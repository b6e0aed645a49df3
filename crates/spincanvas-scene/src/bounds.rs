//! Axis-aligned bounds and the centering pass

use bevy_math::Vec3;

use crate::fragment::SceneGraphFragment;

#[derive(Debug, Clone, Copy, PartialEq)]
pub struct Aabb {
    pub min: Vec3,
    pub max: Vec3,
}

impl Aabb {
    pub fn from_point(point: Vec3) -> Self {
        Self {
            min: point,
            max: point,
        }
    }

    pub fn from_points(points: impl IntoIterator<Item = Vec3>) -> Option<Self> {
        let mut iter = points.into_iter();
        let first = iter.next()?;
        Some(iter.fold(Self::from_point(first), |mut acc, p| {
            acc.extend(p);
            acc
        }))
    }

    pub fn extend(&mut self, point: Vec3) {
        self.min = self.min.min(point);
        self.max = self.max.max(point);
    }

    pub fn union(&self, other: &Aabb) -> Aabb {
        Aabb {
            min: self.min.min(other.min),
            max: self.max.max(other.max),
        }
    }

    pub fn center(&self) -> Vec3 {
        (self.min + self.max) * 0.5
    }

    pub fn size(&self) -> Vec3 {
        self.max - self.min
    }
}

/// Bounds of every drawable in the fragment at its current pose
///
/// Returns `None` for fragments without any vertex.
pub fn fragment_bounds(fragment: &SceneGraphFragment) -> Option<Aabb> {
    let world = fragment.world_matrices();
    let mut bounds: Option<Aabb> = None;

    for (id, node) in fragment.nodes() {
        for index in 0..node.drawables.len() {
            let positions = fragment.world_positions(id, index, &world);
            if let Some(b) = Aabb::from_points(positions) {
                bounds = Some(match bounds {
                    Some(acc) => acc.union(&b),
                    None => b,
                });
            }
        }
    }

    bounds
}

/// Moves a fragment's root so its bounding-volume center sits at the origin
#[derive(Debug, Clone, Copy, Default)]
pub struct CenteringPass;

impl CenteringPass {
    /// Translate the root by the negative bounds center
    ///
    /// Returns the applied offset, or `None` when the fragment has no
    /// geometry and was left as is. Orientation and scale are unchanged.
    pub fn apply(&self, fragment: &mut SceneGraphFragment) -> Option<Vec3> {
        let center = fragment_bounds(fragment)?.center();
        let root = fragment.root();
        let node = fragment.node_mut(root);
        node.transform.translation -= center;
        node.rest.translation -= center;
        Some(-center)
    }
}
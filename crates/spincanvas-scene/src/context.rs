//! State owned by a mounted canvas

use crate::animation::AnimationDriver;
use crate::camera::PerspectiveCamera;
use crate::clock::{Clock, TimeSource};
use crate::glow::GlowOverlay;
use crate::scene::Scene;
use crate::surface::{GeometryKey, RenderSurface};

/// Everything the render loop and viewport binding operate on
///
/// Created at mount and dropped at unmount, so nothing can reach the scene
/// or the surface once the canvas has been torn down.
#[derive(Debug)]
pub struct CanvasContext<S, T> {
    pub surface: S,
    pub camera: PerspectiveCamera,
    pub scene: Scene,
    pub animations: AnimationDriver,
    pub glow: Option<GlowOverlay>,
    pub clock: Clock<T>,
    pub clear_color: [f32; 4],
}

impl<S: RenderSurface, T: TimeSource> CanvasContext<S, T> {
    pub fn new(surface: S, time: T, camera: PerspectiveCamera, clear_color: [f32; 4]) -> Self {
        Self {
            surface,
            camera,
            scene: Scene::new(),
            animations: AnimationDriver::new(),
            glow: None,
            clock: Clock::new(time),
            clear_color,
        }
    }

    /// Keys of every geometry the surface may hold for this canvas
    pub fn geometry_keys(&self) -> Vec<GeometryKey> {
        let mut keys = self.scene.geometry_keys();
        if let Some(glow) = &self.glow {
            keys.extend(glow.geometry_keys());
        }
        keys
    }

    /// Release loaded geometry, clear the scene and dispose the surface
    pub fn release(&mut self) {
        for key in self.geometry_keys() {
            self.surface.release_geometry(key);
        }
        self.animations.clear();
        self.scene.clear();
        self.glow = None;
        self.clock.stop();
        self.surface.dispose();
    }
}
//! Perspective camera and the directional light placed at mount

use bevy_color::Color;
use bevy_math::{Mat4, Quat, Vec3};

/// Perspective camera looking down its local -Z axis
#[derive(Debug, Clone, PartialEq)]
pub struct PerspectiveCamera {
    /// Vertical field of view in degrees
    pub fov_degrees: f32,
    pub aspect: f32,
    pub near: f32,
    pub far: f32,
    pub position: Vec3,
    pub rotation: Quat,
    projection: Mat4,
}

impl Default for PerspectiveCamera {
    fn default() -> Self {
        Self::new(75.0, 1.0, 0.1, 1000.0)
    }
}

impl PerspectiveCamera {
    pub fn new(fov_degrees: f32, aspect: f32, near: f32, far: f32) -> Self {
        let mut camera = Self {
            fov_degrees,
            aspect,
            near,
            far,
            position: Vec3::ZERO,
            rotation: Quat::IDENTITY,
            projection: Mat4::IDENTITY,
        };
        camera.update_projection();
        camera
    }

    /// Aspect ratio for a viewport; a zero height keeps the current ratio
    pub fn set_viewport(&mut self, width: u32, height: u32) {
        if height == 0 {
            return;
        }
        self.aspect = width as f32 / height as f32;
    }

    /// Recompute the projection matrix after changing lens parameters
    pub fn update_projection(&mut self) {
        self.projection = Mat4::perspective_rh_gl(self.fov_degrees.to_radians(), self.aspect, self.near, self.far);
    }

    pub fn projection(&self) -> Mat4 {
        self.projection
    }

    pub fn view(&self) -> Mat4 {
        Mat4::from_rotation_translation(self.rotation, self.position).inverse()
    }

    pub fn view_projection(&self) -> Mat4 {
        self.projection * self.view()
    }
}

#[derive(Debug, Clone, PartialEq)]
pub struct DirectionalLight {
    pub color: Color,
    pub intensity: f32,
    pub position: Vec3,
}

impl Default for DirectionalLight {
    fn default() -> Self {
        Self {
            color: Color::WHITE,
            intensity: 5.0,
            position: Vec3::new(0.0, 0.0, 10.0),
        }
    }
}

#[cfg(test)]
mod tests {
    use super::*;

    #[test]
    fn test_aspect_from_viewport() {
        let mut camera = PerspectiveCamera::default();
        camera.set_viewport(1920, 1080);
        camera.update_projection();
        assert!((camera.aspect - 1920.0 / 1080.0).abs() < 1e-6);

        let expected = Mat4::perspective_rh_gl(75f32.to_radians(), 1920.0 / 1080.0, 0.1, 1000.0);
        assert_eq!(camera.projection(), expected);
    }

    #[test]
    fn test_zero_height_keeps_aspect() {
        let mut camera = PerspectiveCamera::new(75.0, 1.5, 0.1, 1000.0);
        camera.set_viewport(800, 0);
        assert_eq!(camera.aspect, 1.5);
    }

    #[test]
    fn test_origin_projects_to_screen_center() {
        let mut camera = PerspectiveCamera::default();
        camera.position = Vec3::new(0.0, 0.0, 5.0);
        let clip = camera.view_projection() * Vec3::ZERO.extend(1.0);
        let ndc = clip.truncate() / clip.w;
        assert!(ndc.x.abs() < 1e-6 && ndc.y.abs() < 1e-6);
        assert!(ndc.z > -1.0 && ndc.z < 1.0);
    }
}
§
Problem to solve :: Output every record exactly as written, with nothing dropped.

Answer to the problem ::
repository b6e0aed645a49df3
filename crates/spincanvas-scene/src/bounds.rs
//! Axis-aligned bounds and the centering pass

use bevy_math::Vec3;

use crate::fragment::SceneGraphFragment;

#[derive(Debug, Clone, Copy, PartialEq)]
pub struct Aabb {
    pub min: Vec3,
    pub max: Vec3,
}

impl Aabb {
    pub fn from_point(point: Vec3) -> Self {
        Self {
            min: point,
            max: point,
        }
    }

    pub fn from_points(points: impl IntoIterator<Item = Vec3>) -> Option<Self> {
        let mut iter = points.into_iter();
        let first = iter.next()?;
        Some(iter.fold(Self::from_point(first), |mut acc, p| {
            acc.extend(p);
            acc
        }))
    }

    pub fn extend(&mut self, point: Vec3) {
        self.min = self.min.min(point);
        self.max = self.max.max(point);
    }

    pub fn union(&self, other: &Aabb) -> Aabb {
        Aabb {
            min: self.min.min(other.min),
            max: self.max.max(other.max),
        }
    }

    pub fn center(&self) -> Vec3 {
        (self.min + self.max) * 0.5
    }

    pub fn size(&self) -> Vec3 {
        self.max - self.min
    }
}

/// Bounds of every drawable in the fragment at its current pose
///
/// Returns `None` for fragments without any vertex.
pub fn fragment_bounds(fragment: &SceneGraphFragment) -> Option<Aabb> {
    let world = fragment.world_matrices();
    let mut bounds: Option<Aabb> = None;

    for (id, node) in fragment.nodes() {
        for index in 0..node.drawables.len() {
            let positions = fragment.world_positions(id, index, &world);
            if let Some(b) = Aabb::from_points(positions) {
                bounds = Some(match bounds {
                    Some(acc) => acc.union(&b),
                    None => b,
                });
            }
        }
    }

    bounds
}

/// Moves a fragment's root so its bounding-volume center sits at the origin
#[derive(Debug, Clone, Copy, Default)]
pub struct CenteringPass;

impl CenteringPass {
    /// Translate the root by the negative bounds center
    ///
    /// Returns the applied offset, or `None` when the fragment has no
    /// geometry and was left as is. Orientation and scale are unchanged.
    pub fn apply(&self, fragment: &mut SceneGraphFragment) -> Option<Vec3> {
        let center = fragment_bounds(fragment)?.center();
        let root = fragment.root();
        let node = fragment.node_mut(root);
        node.transform.translation -= center;
        node.rest.translation -= center;
        Some(-center)
    }
}
filename crates/spincanvas-scene/src/context.rs
//! State owned by a mounted canvas

use crate::animation::AnimationDriver;
use crate::camera::PerspectiveCamera;
use crate::clock::{Clock, TimeSource};
use crate::glow::GlowOverlay;
use crate::scene::Scene;
use crate::surface::{GeometryKey, RenderSurface};

/// Everything the render loop and viewport binding operate on
///
/// Created at mount and dropped at unmount, so nothing can reach the scene
/// or the surface once the canvas has been torn down.
#[derive(Debug)]
pub struct CanvasContext<S, T> {
    pub surface: S,
    pub camera: PerspectiveCamera,
    pub scene: Scene,
    pub animations: AnimationDriver,
    pub glow: Option<GlowOverlay>,
    pub clock: Clock<T>,
    pub clear_color: [f32; 4],
}

impl<S: RenderSurface, T: TimeSource> CanvasContext<S, T> {
    pub fn new(surface: S, time: T, camera: PerspectiveCamera, clear_color: [f32; 4]) -> Self {
        Self {
            surface,
            camera,
            scene: Scene::new(),
            animations: AnimationDriver::new(),
            glow: None,
            clock: Clock::new(time),
            clear_color,
        }
    }

    /// Keys of every geometry the surface may hold for this canvas
    pub fn geometry_keys(&self) -> Vec<GeometryKey> {
        let mut keys = self.scene.geometry_keys();
        if let Some(glow) = &self.glow {
            keys.extend(glow.geometry_keys());
        }
        keys
    }

    /// Release loaded geometry, clear the scene and dispose the surface
    pub fn release(&mut self) {
        for key in self.geometry_keys() {
            self.surface.release_geometry(key);
        }
        self.animations.clear();
        self.scene.clear();
        self.glow = None;
        self.clock.stop();
        self.surface.dispose();
    }
}
//! Perspective camera and the directional light placed at mount

use bevy_color::Color;
use bevy_math::{Mat4, Quat, Vec3};

/// Perspective camera looking down its local -Z axis
#[derive(Debug, Clone, PartialEq)]
pub struct PerspectiveCamera {
    /// Vertical field of view in degrees
    pub fov_degrees: f32,
    pub aspect: f32,
    pub near: f32,
    pub far: f32,
    pub position: Vec3,
    pub rotation: Quat,
    projection: Mat4,
}

impl Default for PerspectiveCamera {
    fn default() -> Self {
        Self::new(75.0, 1.0, 0.1, 1000.0)
    }
}

impl PerspectiveCamera {
    pub fn new(fov_degrees: f32, aspect: f32, near: f32, far: f32) -> Self {
        let mut camera = Self {
            fov_degrees,
            aspect,
            near,
            far,
            position: Vec3::ZERO,
            rotation: Quat::IDENTITY,
            projection: Mat4::IDENTITY,
        };
        camera.update_projection();
        camera
    }

    /// Aspect ratio for a viewport; a zero height keeps the current ratio
    pub fn set_viewport(&mut self, width: u32, height: u32) {
        if height == 0 {
            return;
        }
        self.aspect = width as f32 / height as f32;
    }

    /// Recompute the projection matrix after changing lens parameters
    pub fn update_projection(&mut self) {
        self.projection = Mat4::perspective_rh_gl(self.fov_degrees.to_radians(), self.aspect, self.near, self.far);
    }

    pub fn projection(&self) -> Mat4 {
        self.projection
    }

    pub fn view(&self) -> Mat4 {
        Mat4::from_rotation_translation(self.rotation, self.position).inverse()
    }

    pub fn view_projection(&self) -> Mat4 {
        self.projection * self.view()
    }
}

#[derive(Debug, Clone, PartialEq)]
pub struct DirectionalLight {
    pub color: Color,
    pub intensity: f32,
    pub position: Vec3,
}

impl Default for DirectionalLight {
    fn default() -> Self {
        Self {
            color: Color::WHITE,
            intensity: 5.0,
            position: Vec3::new(0.0, 0.0, 10.0),
        }
    }
}

#[cfg(test)]
mod tests {
    use super::*;

    #[test]
    fn test_aspect_from_viewport() {
        let mut camera = PerspectiveCamera::default();
        camera.set_viewport(1920, 1080);
        camera.update_projection();
        assert!((camera.aspect - 1920.0 / 1080.0).abs() < 1e-6);

        let expected = Mat4::perspective_rh_gl(75f32.to_radians(), 1920.0 / 1080.0, 0.1, 1000.0);
        assert_eq!(camera.projection(), expected);
    }

    #[test]
    fn test_zero_height_keeps_aspect() {
        let mut camera = PerspectiveCamera::new(75.0, 1.5, 0.1, 1000.0);
        camera.set_viewport(800, 0);
        assert_eq!(camera.aspect, 1.5);
    }

    #[test]
    fn test_origin_projects_to_screen_center() {
        let mut camera = PerspectiveCamera::default();
        camera.position = Vec3::new(0.0, 0.0, 5.0);
        let clip = camera.view_projection() * Vec3::ZERO.extend(1.0);
        let ndc = clip.truncate() / clip.w;
        assert!(ndc.x.abs() < 1e-6 && ndc.y.abs() < 1e-6);
        assert!(ndc.z > -1.0 && ndc.z < 1.0);
    }
}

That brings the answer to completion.